While some of us were dozing off, and others were gaping at the tube, and Donald Trump and Kevin McCarthy were sleepwalking through their own personal nightmares, a bit of America resurfaced Tuesday night and well into Wednesday.
A portion of the United States asserted itself, remembered its manners and its civic lessons and the old movies, maybe overdone, when Americans tried to act like good guys and not ignorant bullies.
One example was Tim Ryan conceding his senate race to J.D. Vance in Ohio, emphasizing that this is the American way, to accept defeat, honorably.
The final results will take care of themselves in the new Congress, but despite the threat of Trumpian storm troopers, voters spoke overwhelmingly for the right of women to have a say about their own bodies, and kicked out a few bad actors, and pretty much ignored the grotesque bully lurching around some somber ballroom.
Now it is time for Americans to echo the words of Gene Wilder, playing a Polish rabbi out in the American west in “The Frisco Kid,” who declines the chance for vengeance on a murderous bad guy, and urges his congregation, (in a thick Yiddish accent), “Would somebody please show this poor asshole the way out of town.”
(Not to gloat, of course, but while Trump lumbers off the stage to face all those inquiries, he could take Kevin McCarthy with him – the “leader” who let Trump stage an insurrection and then crawled down to Florida to kiss his…ring.)

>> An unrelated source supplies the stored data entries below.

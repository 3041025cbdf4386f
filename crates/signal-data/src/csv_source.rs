//! CSV market data source.

use chrono::{DateTime, NaiveDate, NaiveDateTime};
use csv::{ReaderBuilder, StringRecord, Trim};
use serde::Deserialize;
use signal_core::error::DataError;
use signal_core::traits::MarketDataSource;
use signal_core::types::{PriceBar, PriceSeries};
use std::fs::File;
use std::io::ErrorKind;
use std::path::{Path, PathBuf};
use tracing::debug;

/// CSV record format.
///
/// Field names and aliases are lowercase; headers are lowercased before
/// deserializing.
#[derive(Debug, Deserialize)]
struct CsvRecord {
    #[serde(alias = "date", alias = "timestamp", alias = "datetime")]
    time: String,
    #[serde(default)]
    open: Option<f64>,
    #[serde(default)]
    high: Option<f64>,
    #[serde(default)]
    low: Option<f64>,
    close: f64,
    #[serde(alias = "tick_volume", default)]
    volume: Option<f64>,
}

/// Adjusted-close headers used as `close` when no plain close column exists.
const ADJ_CLOSE_HEADERS: [&str; 3] = ["adj close", "adj_close", "adjclose"];

/// Date-time layouts accepted in the time column.
const DATETIME_FORMATS: [&str; 7] = [
    "%Y-%m-%d %H:%M:%S",
    "%Y-%m-%d %H:%M",
    "%Y-%m-%dT%H:%M:%S",
    "%Y.%m.%d %H:%M:%S",
    "%Y.%m.%d %H:%M",
    "%Y/%m/%d %H:%M:%S",
    "%Y/%m/%d %H:%M",
];

/// Date-only layouts accepted in the time column.
const DATE_FORMATS: [&str; 4] = ["%Y-%m-%d", "%Y.%m.%d", "%Y/%m/%d", "%m/%d/%Y"];

/// Price history stored as `{INSTRUMENT}_{TIMEFRAME}.csv` files in one
/// directory.
#[derive(Debug, Clone)]
pub struct CsvMarketData {
    data_dir: PathBuf,
}

impl CsvMarketData {
    /// Create a source rooted at `data_dir`.
    ///
    /// The directory does not need to exist; lookups then report no data.
    pub fn new(data_dir: impl Into<PathBuf>) -> Self {
        Self {
            data_dir: data_dir.into(),
        }
    }

    pub fn data_dir(&self) -> &Path {
        &self.data_dir
    }

    /// Path of the file holding an (instrument, timeframe) series.
    pub fn file_path(&self, instrument: &str, timeframe: &str) -> PathBuf {
        self.data_dir.join(format!(
            "{}_{}.csv",
            file_token(instrument),
            file_token(timeframe)
        ))
    }
}

impl MarketDataSource for CsvMarketData {
    fn load(&self, instrument: &str, timeframe: &str) -> Result<Option<PriceSeries>, DataError> {
        let path = self.file_path(instrument, timeframe);
        read_series(&path, instrument, timeframe)
    }

    fn name(&self) -> &str {
        "csv"
    }
}

/// Keep file names inside the data directory.
fn file_token(s: &str) -> String {
    s.chars()
        .map(|c| {
            if c.is_ascii_alphanumeric() || matches!(c, '.' | '-' | '_') {
                c
            } else {
                '_'
            }
        })
        .collect()
}

pub(crate) fn read_series(
    path: &Path,
    instrument: &str,
    timeframe: &str,
) -> Result<Option<PriceSeries>, DataError> {
    let file = match File::open(path) {
        Ok(file) => file,
        Err(e) if e.kind() == ErrorKind::NotFound => {
            debug!(path = %path.display(), "No market data file");
            return Ok(None);
        }
        Err(source) => {
            return Err(DataError::Io {
                path: path.to_path_buf(),
                source,
            })
        }
    };

    let mut reader = ReaderBuilder::new()
        .has_headers(true)
        .flexible(true)
        .trim(Trim::All)
        .from_reader(file);

    let headers = reader.headers().map_err(|e| DataError::Format {
        path: path.to_path_buf(),
        row: 0,
        message: format!("Unreadable header: {}", e),
    })?;
    let headers = normalize_headers(headers);
    reader.set_headers(headers);

    let mut bars = Vec::new();

    for (index, result) in reader.deserialize::<CsvRecord>().enumerate() {
        let row = index + 1;
        let format_error = |message: String| DataError::Format {
            path: path.to_path_buf(),
            row,
            message,
        };

        let record = result.map_err(|e| format_error(e.to_string()))?;
        let time = parse_timestamp(&record.time).ok_or_else(|| {
            format_error(format!("Could not parse time: {}", record.time))
        })?;
        if !record.close.is_finite() {
            return Err(format_error(format!("Close is not finite: {}", record.close)));
        }

        bars.push(PriceBar {
            time,
            open: record.open,
            high: record.high,
            low: record.low,
            close: record.close,
            volume: record.volume,
        });
    }

    debug!(path = %path.display(), bars = bars.len(), "Loaded market data");

    // Sorted chronologically by the series constructor
    Ok(Some(PriceSeries::new(instrument, timeframe, bars)))
}

/// Lowercase header names and map an adjusted close onto `close`.
fn normalize_headers(headers: &StringRecord) -> StringRecord {
    let lower: Vec<String> = headers.iter().map(|h| h.trim().to_lowercase()).collect();
    let has_close = lower.iter().any(|h| h == "close");

    lower
        .into_iter()
        .map(|h| {
            if !has_close && ADJ_CLOSE_HEADERS.contains(&h.as_str()) {
                "close".to_string()
            } else {
                h
            }
        })
        .collect()
}

/// Parse the supported timestamp layouts.
fn parse_timestamp(s: &str) -> Option<NaiveDateTime> {
    for format in DATETIME_FORMATS {
        if let Ok(dt) = NaiveDateTime::parse_from_str(s, format) {
            return Some(dt);
        }
    }
    for format in DATE_FORMATS {
        if let Ok(d) = NaiveDate::parse_from_str(s, format) {
            return d.and_hms_opt(0, 0, 0);
        }
    }
    if let Ok(dt) = DateTime::parse_from_rfc3339(s) {
        return Some(dt.naive_utc());
    }

    // Unix timestamp; assume milliseconds if > 10 digits
    let ts = s.parse::<i64>().ok()?;
    let dt = if ts > 10_000_000_000 {
        DateTime::from_timestamp_millis(ts)
    } else {
        DateTime::from_timestamp(ts, 0)
    };
    dt.map(|dt| dt.naive_utc())
}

I feel particularly bad for a few Democrats who were voted out Tuesday night – Ryan in Ohio plus former Navy commander Rep. Elaine Luria of Virginia, who so impressed during the Jan. 6 hearings, and Rep. Sean Patrick Maloney of New York State.
Also, Republicans Liz Cheney and Adam Kinzinger, who were already gone, having left an image of conscience. Others will surface. Voters have asserted themselves.
The country has two years to put on the brakes and carefully move into a more rational lane.
President Biden has had a better election than anybody could have imagined. However, from reading Peter Baker’s nuanced and knowing article on President Biden a few days ago, we need a new look two years from now.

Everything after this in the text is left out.